Further, nodes dont result in half sizes quite often nowdays. Both PS3 and 360 major chips have showed well less than 50% shrinkage when moving to a new node, so your premise is flawed.
 
Let's not go there any more. Suffice to say Wii is built on an increasing of GC hardware, and not a new architecture.
 
bit-tech has posted their article. It's fairly interesting.

http://www.bit-tech.net/gaming/wii/2011/05/04/nintendo-project-cafe-rumours-analysis/1


The Graphics Chip
The difference, of course, is that Project Café looks set to have a very different GPU design from the Xbox 360. Back in 2005, 48 unified stream processors (or ALU pipes, as Microsoft called them back then) was revolutionary, but it now looks pretty weedy compared with the 1,536 stream processors found in the Radeon HD 6970 2GB. Of course, the 48 scalar units found in the Xenos GPU are not directly comparable to the stream processors found in AMD's Radeon HD PC chips, but there's still a gulf between them in terms of graphics processing power.

According to IGN, Project Café's GPU will be based on a 'revamped' version of AMD's R700 GPU, which will out-perform the GeForce 7-series GPU in the PlayStation 3. This doesn't give us a lot of information, though, seeing as the R700-series spanned chips with everything from 80 to 800 stream processors.

Given that there seem to be some big claims being made about Project Café's technical superiority to the PS3, it seems a reasonable guess that its GPU isn't going to have 80 stream processors and a crippling 64-bit memory interface - particularly if it is indeed going to output at 1080p (1,920 x 1,080) resolutions. However, the amount of power and cooling needed for 800 stream processors in a cramped space isn't going to make the Radeon HD 4850, 4870 and 4890 GPUs look attractive for use in a console either.

We're not going to completely rule this out, seeing as we're now dealing with 40nm transistors, which are much smaller and power efficient than the 4800-series' original 55nm manufacturing process. The process shrink could - if it's used - also help lower the cost of each GPU. However, if we were to make an educated guess, we'd say that the GPU is likely to be based on something smaller and less complicated than the 800 stream processor GPU.
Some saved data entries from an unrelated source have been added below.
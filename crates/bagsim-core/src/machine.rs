//! Per-device simulation state machine
//!
//! Pure logic: given the latest device snapshot and a drain step, compute
//! what the device looks like after one tick. Nothing here keeps state
//! between ticks, so a tick that failed to persist is simply recomputed
//! from the next read.

use bagsim_config::DrainRange;
use bagsim_store::{Device, DeviceStore, DeviceUpdate, StoreResult};
use bagsim_util::DeviceCode;
use chrono::{DateTime, Utc};
use rand::Rng;
use serde::Serialize;

use crate::WriteGate;

/// Simulated state of one device
#[derive(Debug, Clone, Copy, PartialEq, Eq, Serialize)]
#[serde(rename_all = "snake_case")]
pub enum SimState {
    /// Unclaimed, never changes
    Idle,
    /// Claimed and powered on, battery draining
    Running,
    /// Claimed and powered off, battery untouched
    Off,
    /// Battery at zero, power forced off
    Depleted,
}

impl SimState {
    /// Classify a device snapshot
    pub fn of(device: &Device) -> Self {
        if !device.is_claimed {
            SimState::Idle
        } else if device.battery_level == 0 {
            SimState::Depleted
        } else if device.status {
            SimState::Running
        } else {
            SimState::Off
        }
    }
}

/// Result of applying one tick to a device snapshot
#[derive(Debug, Clone, Copy, PartialEq, Eq, Serialize)]
pub struct Transition {
    pub from: SimState,
    pub to: SimState,
    pub status: bool,
    pub battery_level: u8,
}

impl Transition {
    /// Power or battery differs from the snapshot the transition started at
    pub fn changes(&self, device: &Device) -> bool {
        self.status != device.status || self.battery_level != device.battery_level
    }

    /// This tick is the one that drained the battery
    pub fn depleted_now(&self) -> bool {
        self.to == SimState::Depleted && self.from != SimState::Depleted
    }

    /// Update to persist for this tick, or `None` for idle devices.
    ///
    /// Claimed devices always get a telemetry heartbeat; the update is
    /// pinned to the snapshot's revision so an external change made since
    /// the read wins and the tick is recomputed next time.
    pub fn to_update(&self, device: &Device, now: DateTime<Utc>) -> Option<DeviceUpdate> {
        if self.from == SimState::Idle {
            return None;
        }

        let mut update = DeviceUpdate::new()
            .expect_revision(device.revision)
            .seen_at(now);
        if self.status != device.status {
            update = update.status(self.status);
        }
        if self.battery_level != device.battery_level {
            update = update.battery_level(self.battery_level);
        }
        Some(update)
    }
}

/// Compute the state of `device` after one tick draining `drain` percent
pub fn next_state(device: &Device, drain: u8) -> Transition {
    let from = SimState::of(device);
    let unchanged = Transition {
        from,
        to: from,
        status: device.status,
        battery_level: device.battery_level,
    };

    match from {
        SimState::Idle | SimState::Off => unchanged,
        SimState::Depleted => Transition {
            // Toggled back on with an empty battery: force it off again
            status: false,
            ..unchanged
        },
        SimState::Running => {
            let battery_level = device.battery_level.saturating_sub(drain);
            if battery_level == 0 {
                Transition {
                    from,
                    to: SimState::Depleted,
                    status: false,
                    battery_level,
                }
            } else {
                Transition {
                    from,
                    to: SimState::Running,
                    status: true,
                    battery_level,
                }
            }
        }
    }
}

/// Draw a drain step from the configured range
pub fn sample_drain(range: DrainRange, rng: &mut impl Rng) -> u8 {
    if range.min >= range.max {
        return range.min;
    }
    rng.gen_range(range.min..=range.max)
}

/// What one tick did to its device
#[derive(Debug, Clone, Copy, PartialEq, Eq)]
pub enum TickOutcome {
    /// Device is unclaimed; nothing was written
    Idle,
    /// Transition was computed and persisted
    Applied(Transition),
    /// Handle stopped between read and write; nothing was written
    Halted,
}

/// Run one full tick against the store: read, transition, write back.
///
/// Touches only the record of `code`. The write goes through `gate`, so a
/// tick whose handle was stopped mid-call leaves the record alone. A
/// write that lost a race with another writer fails with `Conflict`.
pub fn run_tick(
    store: &dyn DeviceStore,
    code: &DeviceCode,
    drain: u8,
    now: DateTime<Utc>,
    gate: &WriteGate,
) -> StoreResult<TickOutcome> {
    let device = store.get_device(code)?;
    let transition = next_state(&device, drain);

    let Some(update) = transition.to_update(&device, now) else {
        return Ok(TickOutcome::Idle);
    };
    match gate.pass(|| store.update_device(code, &update)) {
        Some(written) => {
            written?;
            Ok(TickOutcome::Applied(transition))
        }
        None => Ok(TickOutcome::Halted),
    }
}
A 40nm chip based on the Radeon HD 4670 could provide a sensible balance between speed and thermal/power requirements in a cramped space

For example, the Radeon HD 4670 had 320 stream processors (the same as the top-end parts from the Radeon HD 2000 and 3000-series), but only required a small cooler, and didn't require additional power connectors either. Produce a chip such as this on a 40nm process, and you potentially end up with a small, low-power chip with adequate gaming horsepower.

We say 40nm, rather than 28nm, simply because historically Nintendo has usually chosen to use chips produced on a tried and tested manufacturing process, such as the 90nm CPU in the Wii, rather than taking a risk with new processes. Technical prowess and bragging rights have never been as important to Nintendo as reliability and keeping down support costs. The Wii might have been grossly underpowered, but it also never suffered from the Xbox 360's red ring of death, or the PlayStation 3's over-heating problems.

Despite the fact that Project Café looks set to be several times more powerful than the Wii, the rumoured specs have also resulted in a fair bit of mockery online. After all, even 800 stream processors would be pretty weedy compared with a gaming PC, and fewer than this would make it look comparatively anaemic...

I think Nintendo will go with 28nm process tech since it's not coming out until mid-2012 at the soonest.